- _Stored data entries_
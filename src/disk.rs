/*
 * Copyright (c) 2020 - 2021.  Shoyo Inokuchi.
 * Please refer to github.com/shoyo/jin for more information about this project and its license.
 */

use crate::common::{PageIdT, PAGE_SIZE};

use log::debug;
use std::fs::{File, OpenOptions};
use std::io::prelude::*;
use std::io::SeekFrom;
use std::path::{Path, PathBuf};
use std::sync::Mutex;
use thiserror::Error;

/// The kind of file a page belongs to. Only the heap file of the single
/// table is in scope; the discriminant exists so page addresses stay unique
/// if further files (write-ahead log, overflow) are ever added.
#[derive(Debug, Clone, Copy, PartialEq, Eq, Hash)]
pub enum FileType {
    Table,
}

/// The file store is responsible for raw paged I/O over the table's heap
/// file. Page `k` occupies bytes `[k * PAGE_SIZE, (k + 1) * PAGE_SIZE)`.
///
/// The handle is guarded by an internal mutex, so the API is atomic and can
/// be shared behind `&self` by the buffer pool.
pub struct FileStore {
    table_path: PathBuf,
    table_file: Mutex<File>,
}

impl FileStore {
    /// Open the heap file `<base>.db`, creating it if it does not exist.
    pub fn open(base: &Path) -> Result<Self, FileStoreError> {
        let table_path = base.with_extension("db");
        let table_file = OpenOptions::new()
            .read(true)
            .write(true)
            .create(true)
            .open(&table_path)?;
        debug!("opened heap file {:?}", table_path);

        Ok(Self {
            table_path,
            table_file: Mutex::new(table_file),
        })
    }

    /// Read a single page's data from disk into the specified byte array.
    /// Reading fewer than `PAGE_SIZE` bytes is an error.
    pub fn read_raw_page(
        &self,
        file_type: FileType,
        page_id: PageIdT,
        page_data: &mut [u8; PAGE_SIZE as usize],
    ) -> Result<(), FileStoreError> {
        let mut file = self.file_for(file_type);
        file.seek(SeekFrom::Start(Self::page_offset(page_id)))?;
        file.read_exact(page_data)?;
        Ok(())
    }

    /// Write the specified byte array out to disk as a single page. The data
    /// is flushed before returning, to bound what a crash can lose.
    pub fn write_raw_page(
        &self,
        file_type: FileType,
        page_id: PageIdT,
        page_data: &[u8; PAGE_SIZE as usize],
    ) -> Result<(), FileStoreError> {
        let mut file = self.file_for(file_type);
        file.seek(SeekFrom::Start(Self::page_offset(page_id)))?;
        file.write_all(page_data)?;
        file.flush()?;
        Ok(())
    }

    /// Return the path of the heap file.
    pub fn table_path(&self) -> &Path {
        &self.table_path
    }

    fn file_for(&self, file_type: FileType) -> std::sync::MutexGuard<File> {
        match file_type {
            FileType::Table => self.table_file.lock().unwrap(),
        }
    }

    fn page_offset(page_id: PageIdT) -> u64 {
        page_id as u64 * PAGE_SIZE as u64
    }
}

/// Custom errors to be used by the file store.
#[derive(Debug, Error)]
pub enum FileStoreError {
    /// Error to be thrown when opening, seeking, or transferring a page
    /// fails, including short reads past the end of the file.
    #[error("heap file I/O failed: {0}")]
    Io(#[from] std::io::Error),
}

* * *

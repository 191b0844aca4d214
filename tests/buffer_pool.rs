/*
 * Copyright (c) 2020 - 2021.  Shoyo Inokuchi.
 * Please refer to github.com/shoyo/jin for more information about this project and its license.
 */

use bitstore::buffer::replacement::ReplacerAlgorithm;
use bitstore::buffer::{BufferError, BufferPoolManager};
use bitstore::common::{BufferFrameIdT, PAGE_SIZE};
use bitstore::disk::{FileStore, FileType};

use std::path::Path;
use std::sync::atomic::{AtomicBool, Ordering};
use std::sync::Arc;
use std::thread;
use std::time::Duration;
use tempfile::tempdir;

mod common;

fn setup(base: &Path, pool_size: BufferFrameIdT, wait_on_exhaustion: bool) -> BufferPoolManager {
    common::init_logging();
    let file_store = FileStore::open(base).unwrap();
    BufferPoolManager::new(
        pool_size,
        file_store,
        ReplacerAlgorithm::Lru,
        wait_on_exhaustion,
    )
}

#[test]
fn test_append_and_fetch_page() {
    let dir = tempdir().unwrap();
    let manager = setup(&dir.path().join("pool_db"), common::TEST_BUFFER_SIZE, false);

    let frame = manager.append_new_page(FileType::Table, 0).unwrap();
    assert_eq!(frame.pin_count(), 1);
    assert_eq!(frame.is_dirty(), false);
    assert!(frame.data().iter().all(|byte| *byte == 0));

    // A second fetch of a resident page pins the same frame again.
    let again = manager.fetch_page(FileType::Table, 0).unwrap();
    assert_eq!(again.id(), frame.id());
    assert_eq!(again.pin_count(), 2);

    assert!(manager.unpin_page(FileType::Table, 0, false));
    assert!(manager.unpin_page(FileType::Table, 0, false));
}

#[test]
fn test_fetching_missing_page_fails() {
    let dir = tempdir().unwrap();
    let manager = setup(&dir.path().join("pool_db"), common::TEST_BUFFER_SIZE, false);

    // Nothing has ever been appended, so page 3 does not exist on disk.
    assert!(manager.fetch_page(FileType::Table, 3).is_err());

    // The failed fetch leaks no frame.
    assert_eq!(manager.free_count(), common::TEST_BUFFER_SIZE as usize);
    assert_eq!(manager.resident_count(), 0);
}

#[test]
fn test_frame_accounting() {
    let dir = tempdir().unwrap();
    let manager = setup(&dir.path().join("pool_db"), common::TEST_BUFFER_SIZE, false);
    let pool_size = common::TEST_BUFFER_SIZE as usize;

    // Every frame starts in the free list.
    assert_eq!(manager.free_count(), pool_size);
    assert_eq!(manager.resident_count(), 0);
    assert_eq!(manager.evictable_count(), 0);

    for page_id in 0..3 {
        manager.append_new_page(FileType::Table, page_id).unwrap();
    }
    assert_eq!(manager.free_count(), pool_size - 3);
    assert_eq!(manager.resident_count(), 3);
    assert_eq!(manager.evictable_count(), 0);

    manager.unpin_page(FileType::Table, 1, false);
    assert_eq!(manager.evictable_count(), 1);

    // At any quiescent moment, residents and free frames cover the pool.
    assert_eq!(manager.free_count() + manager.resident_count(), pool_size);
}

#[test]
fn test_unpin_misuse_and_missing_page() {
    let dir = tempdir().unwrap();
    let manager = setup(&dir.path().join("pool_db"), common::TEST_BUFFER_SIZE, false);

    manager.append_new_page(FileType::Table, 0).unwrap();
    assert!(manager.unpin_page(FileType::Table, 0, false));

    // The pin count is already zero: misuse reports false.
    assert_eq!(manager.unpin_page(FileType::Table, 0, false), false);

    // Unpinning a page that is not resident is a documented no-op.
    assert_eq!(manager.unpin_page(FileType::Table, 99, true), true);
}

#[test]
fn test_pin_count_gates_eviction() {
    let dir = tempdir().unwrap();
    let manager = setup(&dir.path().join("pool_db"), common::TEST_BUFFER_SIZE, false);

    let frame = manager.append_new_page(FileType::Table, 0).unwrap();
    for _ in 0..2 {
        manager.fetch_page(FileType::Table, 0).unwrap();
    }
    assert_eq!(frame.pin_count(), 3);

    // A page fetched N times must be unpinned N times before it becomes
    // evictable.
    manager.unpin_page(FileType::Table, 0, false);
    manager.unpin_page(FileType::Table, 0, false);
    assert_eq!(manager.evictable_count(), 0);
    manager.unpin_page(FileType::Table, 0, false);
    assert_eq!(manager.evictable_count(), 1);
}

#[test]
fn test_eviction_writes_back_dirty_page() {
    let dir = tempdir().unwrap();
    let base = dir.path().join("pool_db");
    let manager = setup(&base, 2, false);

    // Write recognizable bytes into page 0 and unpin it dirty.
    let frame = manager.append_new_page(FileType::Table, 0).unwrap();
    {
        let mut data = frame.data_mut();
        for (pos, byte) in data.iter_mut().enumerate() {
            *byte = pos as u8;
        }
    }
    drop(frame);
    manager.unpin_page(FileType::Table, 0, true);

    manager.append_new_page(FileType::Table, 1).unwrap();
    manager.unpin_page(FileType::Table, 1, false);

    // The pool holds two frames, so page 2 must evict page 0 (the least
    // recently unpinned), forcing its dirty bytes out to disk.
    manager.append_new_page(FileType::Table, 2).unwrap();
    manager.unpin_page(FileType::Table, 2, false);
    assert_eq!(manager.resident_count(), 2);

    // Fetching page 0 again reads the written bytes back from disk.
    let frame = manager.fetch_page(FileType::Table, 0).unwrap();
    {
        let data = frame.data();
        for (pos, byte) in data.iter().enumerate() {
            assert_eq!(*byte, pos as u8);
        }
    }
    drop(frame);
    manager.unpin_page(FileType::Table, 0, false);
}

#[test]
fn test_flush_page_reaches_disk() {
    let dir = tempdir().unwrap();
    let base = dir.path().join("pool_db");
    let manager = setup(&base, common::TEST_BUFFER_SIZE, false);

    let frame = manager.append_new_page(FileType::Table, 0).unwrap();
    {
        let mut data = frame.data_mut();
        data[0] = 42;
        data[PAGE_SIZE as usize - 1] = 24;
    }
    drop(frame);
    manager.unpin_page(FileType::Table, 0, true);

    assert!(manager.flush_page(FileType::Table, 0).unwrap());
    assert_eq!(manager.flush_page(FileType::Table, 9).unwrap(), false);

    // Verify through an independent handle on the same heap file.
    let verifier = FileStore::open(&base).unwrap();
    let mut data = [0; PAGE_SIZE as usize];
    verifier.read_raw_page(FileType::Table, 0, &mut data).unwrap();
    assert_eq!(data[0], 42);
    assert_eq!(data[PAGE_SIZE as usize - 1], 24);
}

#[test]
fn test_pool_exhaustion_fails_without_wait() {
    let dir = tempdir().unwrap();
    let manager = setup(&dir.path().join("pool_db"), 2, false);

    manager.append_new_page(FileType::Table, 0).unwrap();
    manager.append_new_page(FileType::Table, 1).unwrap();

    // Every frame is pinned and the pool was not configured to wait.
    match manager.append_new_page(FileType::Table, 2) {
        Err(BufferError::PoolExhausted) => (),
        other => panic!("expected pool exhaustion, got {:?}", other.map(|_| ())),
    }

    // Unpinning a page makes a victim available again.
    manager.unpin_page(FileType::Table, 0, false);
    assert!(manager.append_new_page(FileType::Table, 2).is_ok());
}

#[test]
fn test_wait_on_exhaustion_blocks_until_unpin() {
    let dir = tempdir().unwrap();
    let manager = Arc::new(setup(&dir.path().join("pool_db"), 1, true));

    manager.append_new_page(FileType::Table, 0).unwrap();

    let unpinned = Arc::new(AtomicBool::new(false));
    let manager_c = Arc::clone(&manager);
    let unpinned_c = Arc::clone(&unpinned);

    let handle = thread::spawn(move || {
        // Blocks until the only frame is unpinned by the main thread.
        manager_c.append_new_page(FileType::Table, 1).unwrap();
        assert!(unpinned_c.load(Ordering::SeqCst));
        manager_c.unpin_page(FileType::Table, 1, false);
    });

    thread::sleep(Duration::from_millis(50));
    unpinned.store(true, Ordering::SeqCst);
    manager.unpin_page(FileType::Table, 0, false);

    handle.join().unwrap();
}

- _Problem statement_
Could you copy every line in the records that holds "failed"?

- _Task response_
    #[error("heap file I/O failed: {0}")]
    // The failed fetch leaks no frame.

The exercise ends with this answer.